Geddes, who left TIFF in 2017, had programmed Midnight Madness since 1998 and helped grow it into the famed genre section that it is today.

“My big goal last year was to preserve the experience that Colin Geddes had cultivated while also putting my own sensibility on the thing. I feel like I accomplished that,” Kuplowsky told Playback Daily

Opening with Joseph Kahn’s battlerap Bodied dramedy (not what some would call an obvious Madness choice) was just one example of how Kuplowsky made his mark.

This year, he’s back with an equally intriguing lineup. On Aug. 9, TIFF announced the 2018 Midnight Madness selections, which include a mix of big-name studio films, smaller indie horrors and just plain weird genre films.

“I’m thrilled to have movies as high-profile and big as The Predator and Halloween, both because they can hopefully bring people to the smaller movies in the section, but also because I really do believe that these two studio films are absolutely still in the spirit of Midnight. They subvert and transgress and take bold creative risks despite working within the framework of a major franchise,” he said.

In addition to the studio sequels, Gabriel Abrantes and Daniel Schmidt’s Cannes-winner Diamantino will have its North American premiere. About a soccer player who sees his opponents as giant fluffy puppies, the film will absolutely surprise the traditional Midnight Madness audience, said Kuplowsky.
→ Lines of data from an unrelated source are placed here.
//! Ordered backend fallback.

use std::path::Path;
use std::sync::atomic::{AtomicBool, Ordering};
use std::sync::Arc;
use std::time::Duration;

use async_trait::async_trait;
use parking_lot::{Mutex, RwLock};

use super::{
    BackendContext, BackendKind, HardwareEncoder, PipeEncoder, ReadbackEncoder,
    VendorNativeEncoder,
};
use crate::clip::ClipOutcome;
use crate::error::BackendAttempt;
use crate::{
    ClipError, EncoderError, EncoderPolicy, ForcedBackend, RawFrame, RecordingSettings,
    ReplayConfig,
};

const REPORTED_ERRORS: usize = 3;

/// Description of one backend the selector may construct.
#[derive(Debug, Clone, PartialEq, Eq)]
pub enum BackendSpec {
    /// In-process vendor session.
    VendorNative {
        /// Codec name.
        codec: String,
    },
    /// External process fed by a writer task.
    Pipe {
        /// Codec name.
        codec: String,
    },
    /// External process fed synchronously.
    Readback {
        /// Codec name.
        codec: String,
    },
}

impl BackendSpec {
    /// Name the constructed backend will report.
    pub fn label(&self) -> String {
        match self {
            Self::VendorNative { codec } => format!("native:{codec}"),
            Self::Pipe { codec } => format!("pipe:{codec}"),
            Self::Readback { codec } => format!("readback:{codec}"),
        }
    }

    /// Backend variant.
    pub fn kind(&self) -> BackendKind {
        match self {
            Self::VendorNative { .. } => BackendKind::VendorNative,
            Self::Pipe { .. } => BackendKind::Pipe,
            Self::Readback { .. } => BackendKind::Readback,
        }
    }

    /// Turns the description into a factory bound to `context`.
    pub fn into_candidate(self, context: BackendContext) -> EncoderCandidate {
        let label = self.label();
        EncoderCandidate::new(label, move || {
            let encoder: Box<dyn HardwareEncoder> = match &self {
                Self::VendorNative { codec } => Box::new(VendorNativeEncoder::new(codec.clone())),
                Self::Pipe { codec } => Box::new(PipeEncoder::new(codec.clone(), context.clone())),
                Self::Readback { codec } => {
                    Box::new(ReadbackEncoder::new(codec.clone(), context.clone()))
                }
            };
            Ok(encoder)
        })
    }
}
//! Clip writing: turning a packet snapshot into a playable file.
//!
//! A [`ClipWriter`] receives an [`EncodedPacketSnapshot`] that already starts
//! at a keyframe and muxes it into a container at the requested path. The
//! crate ships [`FfmpegClipWriter`], which pipes the elementary stream into
//! an external muxer; tests and hosts can provide their own.

mod ffmpeg;

pub use ffmpeg::{mux_args, resolve_clip_fps, FfmpegClipWriter, MAX_CLIP_FPS};

use std::path::{Path, PathBuf};
use std::time::Duration;

use async_trait::async_trait;

use crate::{ClipError, EncodedPacketSnapshot};

/// Result of a clip save request.
#[derive(Debug, Clone, PartialEq, Eq)]
pub enum ClipOutcome {
    /// A file was written.
    Written {
        /// Output path.
        path: PathBuf,
        /// Size of the written file in bytes.
        bytes: u64,
    },
    /// Nothing was buffered yet, so no file was produced.
    Skipped,
}

impl ClipOutcome {
    /// Returns `true` if a file was written.
    pub fn is_written(&self) -> bool {
        matches!(self, Self::Written { .. })
    }
}

/// Parameters of one clip save.
#[derive(Debug, Clone, Copy)]
pub struct ClipRequest<'a> {
    /// Output file path. Parent directories are created as needed.
    pub path: &'a Path,
    /// Packets to mux, oldest first.
    pub snapshot: &'a EncodedPacketSnapshot,
    /// Requested clip length. Zero means "whatever the snapshot holds".
    pub duration: Duration,
    /// Frame rate the stream was encoded at, if known.
    pub nominal_fps: Option<u32>,
}

/// A destination that turns encoded packets into a file.
///
/// # Implementation Notes
///
/// - An empty snapshot must yield [`ClipOutcome::Skipped`], never a file
/// - On success the file at `path` must exist and be non-empty
#[async_trait]
pub trait ClipWriter: Send + Sync {
    /// Human-readable name for logging.
    fn name(&self) -> &str;

    /// Writes the snapshot to `request.path`.
    ///
    /// # Errors
    ///
    /// Returns a [`ClipError`] when no usable file could be produced.
    async fn write(&self, request: ClipRequest<'_>) -> Result<ClipOutcome, ClipError>;
}
//! Pipe encoder: readback frames into a bounded queue drained by a writer
//! task into an external encoder process.

use std::path::Path;
use std::sync::atomic::{AtomicBool, Ordering};
use std::sync::Arc;
use std::time::Duration;

use async_trait::async_trait;
use ringbuf::traits::{Consumer, Producer, Split};
use ringbuf::{HeapCons, HeapProd, HeapRb};
use tokio::io::AsyncWriteExt;
use tokio::process::ChildStdin;
use tokio::sync::{Mutex, Notify};
use tokio::task::JoinHandle;

use super::backend::ProcessBackendCore;
use super::process::{join_with_timeout, EncoderCounters, EncoderProcess};
use super::{BackendContext, BackendKind, FramePool, FrameReadback, HardwareEncoder};
use crate::clip::ClipOutcome;
use crate::{ClipError, EncoderError, RawFrame, RecordingSettings};

const WRITER_DRAIN_TIMEOUT: Duration = Duration::from_millis(750);

struct PendingInput {
    data: Vec<u8>,
    timestamp_ms: i64,
}

/// One encoder process plus the queue and task feeding it.
struct PipeSession {
    process: EncoderProcess,
    producer: HeapProd<PendingInput>,
    wake: Arc<Notify>,
    closed: Arc<AtomicBool>,
    failed: Arc<AtomicBool>,
    writer: JoinHandle<()>,
}

struct PipeState {
    width: u32,
    height: u32,
    readback: FrameReadback,
    session: Option<PipeSession>,
}

/// Primary encoder backend.
///
/// `encode` copies the frame to CPU memory and pushes it into a small
/// queue; a writer task feeds the queue to the encoder's stdin and a reader
/// task turns its stdout into packets for the ring buffer. When the queue
/// is full the new frame is dropped. A resolution change restarts the
/// process with the new size on the next `encode`.
pub struct PipeEncoder {
    core: ProcessBackendCore,
    state: Mutex<PipeState>,
}

impl PipeEncoder {
    /// Creates a backend that encodes with `codec`.
    pub fn new(codec: impl Into<String>, context: BackendContext) -> Self {
        Self {
            core: ProcessBackendCore::new(codec, context),
            state: Mutex::new(PipeState {
                width: 0,
                height: 0,
                readback: FrameReadback::new(),
                session: None,
            }),
        }
    }

    fn spawn_session(&self, width: u32, height: u32) -> Result<PipeSession, EncoderError> {
        let mut process = self.core.spawn_process(width, height)?;
        let stdin = process
            .take_stdin()
            .ok_or_else(|| EncoderError::unsupported("encoder process has no stdin"))?;

        let capacity = self.core.context.encoder_queue_capacity.max(1);
        let (producer, consumer) = HeapRb::<PendingInput>::new(capacity).split();
        let wake = Arc::new(Notify::new());
        let closed = Arc::new(AtomicBool::new(false));
        let failed = Arc::new(AtomicBool::new(false));

        let writer = tokio::spawn(write_input_loop(
            stdin,
            consumer,
            InputSignals {
                wake: Arc::clone(&wake),
                closed: Arc::clone(&closed),
                failed: Arc::clone(&failed),
            },
            Arc::clone(&self.core.counters),
            Arc::clone(&self.core.pool),
        ));

        Ok(PipeSession {
            process,
            producer,
            wake,
            closed,
            failed,
            writer,
        })
    }

    async fn restart(
        &self,
        state: &mut PipeState,
        width: u32,
        height: u32,
    ) -> Result<(), EncoderError> {
        if let Some(session) = state.session.take() {
            stop_session(session, &self.core.counters).await;
        }
        self.core.record_restart(width, height);
        state.width = width;
        state.height = height;
        state.session = Some(self.spawn_session(width, height)?);
        Ok(())
    }

    async fn fail(&self, state: &mut PipeState, error: EncoderError) -> EncoderError {
        tracing::warn!(codec = %self.core.codec, "pipe encoder failed: {error}");
        self.core.set_running(false);
        if let Some(session) = state.session.take() {
            stop_session(session, &self.core.counters).await;
        }
        error
    }
}
//! Synthetic capture source for running the pipeline without a platform
//! capture API.

use std::sync::atomic::{AtomicU64, Ordering};
use std::sync::Arc;
use std::time::Instant;

use async_trait::async_trait;
use tokio::task::JoinHandle;
use tokio::time::MissedTickBehavior;
use tokio_util::sync::CancellationToken;

use super::{CaptureSource, CpuSurface, SourceSignals, SurfaceGeneration};
use crate::{CaptureError, RawFrame, RecordingSettings};

/// Device id reported by synthetic surfaces.
const SYNTHETIC_DEVICE_ID: u64 = 0x5359_4e54;

/// Produces solid-color CPU surfaces at a fixed rate.
///
/// The color cycles with the frame index so consecutive frames differ. A
/// resolution change can be scripted to exercise encoder restarts: the
/// source bumps its surface generation (invalidating frames already in
/// flight), reports the new size and continues at that size.
///
/// # Example
///
/// ```
/// use instant_replay::source::SyntheticSource;
///
/// let source = SyntheticSource::new(320, 180, 30)
///     .with_resolution_change(90, 640, 360)
///     .with_frame_limit(300);
/// assert_eq!(source.frames_emitted(), 0);
/// ```
#[derive(Debug)]
pub struct SyntheticSource {
    width: u32,
    height: u32,
    fps: u32,
    resize: Option<(u64, u32, u32)>,
    frame_limit: Option<u64>,
    generation: SurfaceGeneration,
    frames_emitted: Arc<AtomicU64>,
    task: Option<(CancellationToken, JoinHandle<()>)>,
}

impl SyntheticSource {
    /// Creates a source producing `width`x`height` frames at `fps`.
    pub fn new(width: u32, height: u32, fps: u32) -> Self {
        Self {
            width: width.max(1),
            height: height.max(1),
            fps: fps.max(1),
            resize: None,
            frame_limit: None,
            generation: SurfaceGeneration::new(),
            frames_emitted: Arc::new(AtomicU64::new(0)),
            task: None,
        }
    }

    /// Creates a source matching a session's size and frame rate.
    pub fn from_settings(settings: &RecordingSettings) -> Self {
        Self::new(settings.width, settings.height, settings.effective_fps())
    }

    /// Switches to `width`x`height` after `after_frames` frames.
    #[must_use]
    pub fn with_resolution_change(mut self, after_frames: u64, width: u32, height: u32) -> Self {
        self.resize = Some((after_frames, width.max(1), height.max(1)));
        self
    }

    /// Stops producing after `frames` frames.
    #[must_use]
    pub fn with_frame_limit(mut self, frames: u64) -> Self {
        self.frame_limit = Some(frames);
        self
    }

    /// Number of frames handed to the frame queue so far.
    pub fn frames_emitted(&self) -> u64 {
        self.frames_emitted.load(Ordering::Relaxed)
    }

    /// Generation counter shared with every surface this source produced.
    pub fn generation(&self) -> &SurfaceGeneration {
        &self.generation
    }
}

#[async_trait]
impl CaptureSource for SyntheticSource {
    fn name(&self) -> &str {
        "synthetic"
    }

    async fn start(
        &mut self,
        signals: SourceSignals,
        cancel: CancellationToken,
    ) -> Result<(), CaptureError> {
        if self.task.is_some() {
            return Err(CaptureError::start_failed("synthetic source already running"));
        }
        if cancel.is_cancelled() {
            return Err(CaptureError::start_failed("cancelled before start"));
        }

        let token = cancel.child_token();
        let mut producer = Producer {
            width: self.width,
            height: self.height,
            resize: self.resize,
            frame_limit: self.frame_limit,
            generation: self.generation.clone(),
            emitted: Arc::clone(&self.frames_emitted),
            signals,
        };
        let period = std::time::Duration::from_secs_f64(1.0 / f64::from(self.fps));
        let task_token = token.clone();

        let handle = tokio::spawn(async move {
            let started = Instant::now();
            let mut ticker = tokio::time::interval(period);
            ticker.set_missed_tick_behavior(MissedTickBehavior::Skip);
            loop {
                tokio::select! {
                    () = task_token.cancelled() => break,
                    _ = ticker.tick() => {
                        // Timestamps start at 1 ms so they always count as known.
                        let elapsed = started.elapsed().as_millis();
                        let ts = i64::try_from(elapsed).unwrap_or(i64::MAX - 1) + 1;
                        if !producer.emit(ts) {
                            break;
                        }
                    }
                }
            }
            tracing::debug!(
                frames = producer.emitted.load(Ordering::Relaxed),
                "synthetic source finished"
            );
        });

        tracing::info!(
            width = self.width,
            height = self.height,
            fps = self.fps,
            "synthetic source started"
        );
        self.task = Some((token, handle));
        Ok(())
    }

    async fn stop(&mut self) {
        if let Some((token, handle)) = self.task.take() {
            token.cancel();
            let _ = handle.await;
        }
    }
}

struct Producer {
    width: u32,
    height: u32,
    resize: Option<(u64, u32, u32)>,
    frame_limit: Option<u64>,
    generation: SurfaceGeneration,
    emitted: Arc<AtomicU64>,
    signals: SourceSignals,
}

impl Producer {
    /// Emits one frame. Returns `false` when production should end.
    fn emit(&mut self, timestamp_ms: i64) -> bool {
        let index = self.emitted.load(Ordering::Relaxed);
        if self.frame_limit.is_some_and(|limit| index >= limit) {
            return false;
        }

        if let Some((after, width, height)) = self.resize {
            if index == after {
                self.resize = None;
                self.generation.advance();
                self.width = width;
                self.height = height;
                self.signals.resolution_changed(width, height);
            }
        }

        let shade = (index % 256) as u8;
        let surface = CpuSurface::solid(
            SYNTHETIC_DEVICE_ID,
            self.width,
            self.height,
            [shade, shade.wrapping_mul(3), 255 - shade, 255],
        )
        .bound_to(&self.generation);

        let frame = RawFrame::new(Arc::new(surface), timestamp_ms);
        if self.signals.frames.send(frame).is_closed() {
            return false;
        }
        self.emitted.fetch_add(1, Ordering::Relaxed);
        true
    }
}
“A lot of people have viewed the Midnight Madness section as a horror program. I’ve always seen it as a program for subversion and transgression. I mean, Dazed and Confused was a Midnight Madness film,” he said. “To me it’s never been about simply scaring people, but I do feel like it has to be something that totally grabs one’s attention and is doing something interesting or idiosyncratic every few minutes.”

While Kuplowsky said he tried to include a little bit of everything in the lineup, one thing you won’t find is a Canadian movie.

Kuplowsky does point out that there’s a “really great Canadian genre film” in the Discovery section: Adam Stein and Zach Lipovsky’s Freaks. He also notes that last year’s Canadian Midnight pick, Seth A. Smith’s The Crescent, is opening theatrically via Raven Banner this weekend.

“I think a film like Freaks, which is in the Discovery section, will enjoy similar success [as The Crescent], and it’s an even bigger bigger film and has a more powerful high-profile cast. It could be poised to be a bigger breakout movie as well. I’m very excited by the work that’s being done in Canada,” said Kuplowsky, who has produced such Canadian genre films as Manborg and The Void.

In addition to Canada’s growing prominence as a market for genre coproductions (think The Witch or Fantasia-winner Dans La Brume) he adds that he’s particularly excited about the work set to come out of the rebranded Talent to Watch program.

“There are a lot of genre projects that are are being developed there and many of them with ideas that I haven’t seen on screen yet, by voices that I feel are unrepresented in the Canadian horror space,” he said. “It’s going to be really exciting in the next few years to see what comes up.”